To do
From the data below, copy exactly the lines that lie between the one holding "index and the" and the one holding "similar, and identical", including both, and nothing more.

┌──

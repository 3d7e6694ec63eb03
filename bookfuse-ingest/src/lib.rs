//! bookfuse-ingest library interface
//!
//! Exposes the pipeline stages for integration testing: base inventory
//! loading, per-source enrichment drivers, merge, fusion, the final
//! artifact, and the catalog database loader.

pub mod collectors;
pub mod fusion;
pub mod merge;
pub mod pipeline;
pub mod state;
pub mod stats;
pub mod storage;
pub mod types;
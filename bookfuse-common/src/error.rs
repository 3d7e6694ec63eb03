//! Common error types for bookfuse

use thiserror::Error;

/// Common result type for bookfuse operations
pub type Result<T> = std::result::Result<T, Error>;

/// Common error types across bookfuse crates
#[derive(Error, Debug)]
pub enum Error {
    /// Database operation error (wraps sqlx::Error)
    #[error("Database error: {0}")]
    Database(#[from] sqlx::Error),

    /// I/O operation error (wraps std::io::Error)
    #[error("IO error: {0}")]
    Io(#[from] std::io::Error),

    /// Tabular checkpoint read/write error (wraps csv::Error)
    #[error("CSV error: {0}")]
    Csv(#[from] csv::Error),

    /// Configuration loading or validation error
    #[error("Configuration error: {0}")]
    Config(String),

    /// Requested resource not found
    #[error("Not found: {0}")]
    NotFound(String),

    /// Invalid user input or request parameter
    #[error("Invalid input: {0}")]
    InvalidInput(String),

    /// Internal error
    #[error("Internal error: {0}")]
    Internal(String),
}
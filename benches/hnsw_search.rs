use criterion::{black_box, criterion_group, criterion_main, BenchmarkId, Criterion, Throughput};
use profile_retrieval::{
    hnsw::{HnswConfig, HnswIndex},
    search::exact_search,
    similarity::DistanceMetric,
};
use rand::rngs::StdRng;
use rand::{Rng, SeedableRng};

const DIM: usize = 29;

fn random_vectors(n: usize, seed: u64) -> Vec<Vec<f32>> {
    let mut rng = StdRng::seed_from_u64(seed);
    (0..n)
        .map(|_| (0..DIM).map(|_| rng.gen::<f32>()).collect())
        .collect()
}

fn build_index(vectors: &[Vec<f32>], config: HnswConfig) -> HnswIndex {
    let mut index = HnswIndex::new(DIM, config).expect("valid config");
    for v in vectors {
        index.insert(v).expect("matching dimension");
    }
    index
}

fn bench_hnsw_build(c: &mut Criterion) {
    let mut group = c.benchmark_group("hnsw_build");
    group.sample_size(10);

    for n in [1_000usize, 5_000] {
        let vectors = random_vectors(n, 1);
        group.throughput(Throughput::Elements(n as u64));
        group.bench_with_input(BenchmarkId::new("insert", n), &n, |b, _| {
            b.iter(|| black_box(build_index(black_box(&vectors), HnswConfig::default())))
        });
    }

    group.finish();
}

fn bench_hnsw_search(c: &mut Criterion) {
    let mut group = c.benchmark_group("hnsw_search");

    for n in [1_000usize, 10_000] {
        let vectors = random_vectors(n, 2);
        let index = build_index(&vectors, HnswConfig::default());
        let query = random_vectors(1, 3).remove(0);

        group.throughput(Throughput::Elements(1));
        group.bench_with_input(BenchmarkId::new("top_10", n), &n, |b, _| {
            b.iter(|| black_box(index.search(black_box(&query), 10)))
        });
        group.bench_with_input(BenchmarkId::new("exact_top_10", n), &n, |b, _| {
            b.iter(|| {
                black_box(exact_search(
                    black_box(&query),
                    &vectors,
                    DistanceMetric::SquaredEuclidean,
                    10,
                ))
            })
        });
    }

    group.finish();
}

fn bench_ef_search(c: &mut Criterion) {
    let mut group = c.benchmark_group("ef_search");
    let vectors = random_vectors(5_000, 4);
    let mut index = build_index(&vectors, HnswConfig::default());
    let query = random_vectors(1, 5).remove(0);

    for ef in [16usize, 64, 256] {
        index.set_ef_search(ef);
        group.bench_with_input(BenchmarkId::new("ef", ef), &ef, |b, _| {
            b.iter(|| black_box(index.search(black_box(&query), 10)))
        });
    }

    group.finish();
}

criterion_group!(benches, bench_hnsw_build, bench_hnsw_search, bench_ef_search);
criterion_main!(benches);
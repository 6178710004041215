//! Feature encoding for user profiles
//!
//! A [`Profile`] is turned into a fixed-width `Vec<f32>` by concatenating
//! weighted sub-vectors in a fixed order:
//!
//! | Segment    | Width (built-in tables) | Weight |
//! |------------|-------------------------|--------|
//! | age        | 1                       | 1.0    |
//! | gender     | 3                       | 0.3    |
//! | employment | 3                       | 0.6    |
//! | location   | 11                      | 0.8    |
//! | languages  | 11                      | 0.9    |
//!
//! Encoding is a pure function of the profile and the tables: the same input
//! always yields bit-identical output.
//!
//! # Example
//!
//! ```
//! use profile_retrieval::encoder::{Employment, FeatureEncoder, Gender, Profile};
//!
//! let encoder = FeatureEncoder::with_builtin_tables().unwrap();
//! let profile = Profile {
//!     age: 30,
//!     employment: Employment::Employed,
//!     gender: Gender::Male,
//!     location: "Delhi".to_string(),
//!     languages: vec!["hindi".to_string()],
//! };
//! let vector = encoder.encode(&profile);
//! assert_eq!(vector.len(), 29);
//! ```

use serde::{Deserialize, Serialize};

use crate::error::Result;
use crate::lookup::CategoryTables;
use crate::similarity::add_scaled;

/// Lower bound of the age normalisation range
pub const AGE_MIN: i64 = 18;
/// Upper bound of the age normalisation range
pub const AGE_MAX: i64 = 70;

/// Employment status
#[derive(Debug, Clone, Copy, PartialEq, Eq, Hash, Serialize, Deserialize)]
#[serde(rename_all = "lowercase")]
pub enum Employment {
    Student,
    Employed,
    Unemployed,
}

impl Employment {
    /// Lookup key in the employment table
    pub fn as_str(&self) -> &'static str {
        match self {
            Employment::Student => "student",
            Employment::Employed => "employed",
            Employment::Unemployed => "unemployed",
        }
    }
}

/// Gender
#[derive(Debug, Clone, Copy, PartialEq, Eq, Hash, Serialize, Deserialize)]
#[serde(rename_all = "lowercase")]
pub enum Gender {
    Male,
    Female,
    Other,
}

impl Gender {
    /// Lookup key in the gender table
    pub fn as_str(&self) -> &'static str {
        match self {
            Gender::Male => "male",
            Gender::Female => "female",
            Gender::Other => "other",
        }
    }
}

/// Structured user profile
#[derive(Debug, Clone, PartialEq, Serialize, Deserialize)]
pub struct Profile {
    pub age: i64,
    pub employment: Employment,
    pub gender: Gender,
    /// Free-text city name, matched case-insensitively
    pub location: String,
    /// Spoken languages, matched case-insensitively
    #[serde(alias = "language", default)]
    pub languages: Vec<String>,
}

/// Per-segment weights applied before concatenation
#[derive(Debug, Clone, Copy, PartialEq, Serialize, Deserialize)]
pub struct FeatureWeights {
    pub location: f32,
    pub employment: f32,
    pub gender: f32,
    /// Applied to each language vector before summing
    pub language: f32,
}

impl Default for FeatureWeights {
    fn default() -> Self {
        Self {
            location: 0.8,
            employment: 0.6,
            gender: 0.3,
            language: 0.9,
        }
    }
}

/// Maps profiles to feature vectors
#[derive(Debug, Clone)]
pub struct FeatureEncoder {
    tables: CategoryTables,
    weights: FeatureWeights,
}

impl FeatureEncoder {
    /// Create an encoder over the given tables with default weights
    pub fn new(tables: CategoryTables) -> Self {
        Self {
            tables,
            weights: FeatureWeights::default(),
        }
    }

    /// Create an encoder over the tables shipped with the crate
    pub fn with_builtin_tables() -> Result<Self> {
        Ok(Self::new(CategoryTables::builtin()?))
    }

    /// Builder method to override the segment weights
    pub fn with_weights(mut self, weights: FeatureWeights) -> Self {
        self.weights = weights;
        self
    }

    /// Width of every vector this encoder produces
    pub fn dimension(&self) -> usize {
        self.tables.encoded_width()
    }

    pub fn tables(&self) -> &CategoryTables {
        &self.tables
    }

    pub fn weights(&self) -> &FeatureWeights {
        &self.weights
    }

    /// Encode a profile
    ///
    /// Unknown locations and languages contribute the table defaults (zero in
    /// the built-in tables); they are never an error.
    pub fn encode(&self, profile: &Profile) -> Vec<f32> {
        let tables = &self.tables;
        let w = &self.weights;
        let mut out = Vec::with_capacity(self.dimension());

        out.push(normalize_age(profile.age));
        push_scaled(&mut out, tables.gender.lookup(profile.gender.as_str()), w.gender);
        push_scaled(
            &mut out,
            tables.employment.lookup(profile.employment.as_str()),
            w.employment,
        );
        push_scaled(&mut out, tables.city.lookup(&profile.location), w.location);

        // Languages are summed, not averaged
        let mut languages = vec![0.0f32; tables.language.width];
        for language in &profile.languages {
            add_scaled(&mut languages, tables.language.lookup(language), w.language);
        }
        out.extend_from_slice(&languages);

        out
    }
}

/// Clamp `(age - 18) / (70 - 18)` into `[0, 1]`
pub fn normalize_age(age: i64) -> f32 {
    let normalized = (age as f64 - AGE_MIN as f64) / (AGE_MAX - AGE_MIN) as f64;
    normalized.clamp(0.0, 1.0) as f32
}

fn push_scaled(out: &mut Vec<f32>, src: &[f32], weight: f32) {
    out.extend(src.iter().map(|v| v * weight));
}
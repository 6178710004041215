//! Distance metrics for dense feature vectors
//!
//! This module provides the distance functions used by the graph index and the
//! brute-force baseline, plus the small vector helpers the feature encoder
//! builds sub-vectors with.
//!
//! All metrics are *distances*: lower means more similar, and identical
//! vectors score `0.0`.

use serde::{Deserialize, Serialize};

/// Distance metric enumeration
#[derive(Debug, Clone, Copy, PartialEq, Eq, Default, Serialize, Deserialize)]
#[serde(rename_all = "snake_case")]
pub enum DistanceMetric {
    /// Squared L2 distance (default, matches the encoder's feature space)
    #[default]
    SquaredEuclidean,
    /// L2 distance
    Euclidean,
    /// 1 - cosine similarity
    Cosine,
}

/// Compute the distance between two vectors using the specified metric
///
/// Both slices are expected to have the same length; callers validate
/// dimensions before reaching this point.
///
/// # Examples
///
/// ```
/// use profile_retrieval::similarity::{compute_distance, DistanceMetric};
///
/// let a = [0.0, 3.0];
/// let b = [4.0, 0.0];
/// assert_eq!(compute_distance(&a, &b, DistanceMetric::SquaredEuclidean), 25.0);
/// assert_eq!(compute_distance(&a, &b, DistanceMetric::Euclidean), 5.0);
/// ```
#[inline]
pub fn compute_distance(a: &[f32], b: &[f32], metric: DistanceMetric) -> f32 {
    match metric {
        DistanceMetric::SquaredEuclidean => squared_euclidean(a, b),
        DistanceMetric::Euclidean => euclidean(a, b),
        DistanceMetric::Cosine => cosine_distance(a, b),
    }
}

/// Squared Euclidean distance
#[inline]
pub fn squared_euclidean(a: &[f32], b: &[f32]) -> f32 {
    debug_assert_eq!(a.len(), b.len());
    a.iter()
        .zip(b)
        .map(|(x, y)| {
            let d = x - y;
            d * d
        })
        .sum()
}

/// Euclidean distance
#[inline]
pub fn euclidean(a: &[f32], b: &[f32]) -> f32 {
    squared_euclidean(a, b).sqrt()
}

/// Cosine distance, `1 - cos(a, b)`
///
/// A zero vector has no direction; its distance to anything is `1.0`
/// except to another zero vector, which is `0.0`.
pub fn cosine_distance(a: &[f32], b: &[f32]) -> f32 {
    debug_assert_eq!(a.len(), b.len());
    let mut dot = 0.0f32;
    let mut norm_a = 0.0f32;
    let mut norm_b = 0.0f32;
    for (x, y) in a.iter().zip(b) {
        dot += x * y;
        norm_a += x * x;
        norm_b += y * y;
    }

    if norm_a == 0.0 && norm_b == 0.0 {
        return 0.0;
    }
    if norm_a == 0.0 || norm_b == 0.0 {
        return 1.0;
    }

    1.0 - dot / (norm_a.sqrt() * norm_b.sqrt())
}

/// Accumulate `weight * src` into `acc` elementwise
///
/// `acc` and `src` must have equal length.
#[inline]
pub fn add_scaled(acc: &mut [f32], src: &[f32], weight: f32) {
    debug_assert_eq!(acc.len(), src.len());
    for (a, s) in acc.iter_mut().zip(src) {
        *a += s * weight;
    }
}

#[cfg(test)]
mod tests {
    use super::*;

    #[test]
    fn test_squared_euclidean_identical() {
        let a = [0.1, 0.2, 0.3];
        assert_eq!(squared_euclidean(&a, &a), 0.0);
    }

    #[test]
    fn test_squared_euclidean_known() {
        let a = [1.0, 2.0, 3.0];
        let b = [2.0, 4.0, 6.0];
        assert!((squared_euclidean(&a, &b) - 14.0).abs() < 1e-6);
    }

    #[test]
    fn test_cosine_zero_vectors() {
        let zero = [0.0; 4];
        let one = [1.0, 0.0, 0.0, 0.0];
        assert_eq!(cosine_distance(&zero, &zero), 0.0);
        assert_eq!(cosine_distance(&zero, &one), 1.0);
    }

    #[test]
    fn test_cosine_parallel() {
        let a = [1.0, 1.0];
        let b = [3.0, 3.0];
        assert!(cosine_distance(&a, &b).abs() < 1e-6);
    }

    #[test]
    fn test_add_scaled() {
        let mut acc = [1.0, 1.0];
        add_scaled(&mut acc, &[2.0, 4.0], 0.5);
        assert_eq!(acc, [2.0, 3.0]);
    }

    #[test]
    fn test_metric_default() {
        assert_eq!(DistanceMetric::default(), DistanceMetric::SquaredEuclidean);
    }
}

└──

Solved exercise
//! This module provides the distance functions used by the graph index and the
//! brute-force baseline, plus the small vector helpers the feature encoder
//! builds sub-vectors with.
//!
//! All metrics are *distances*: lower means more similar, and identical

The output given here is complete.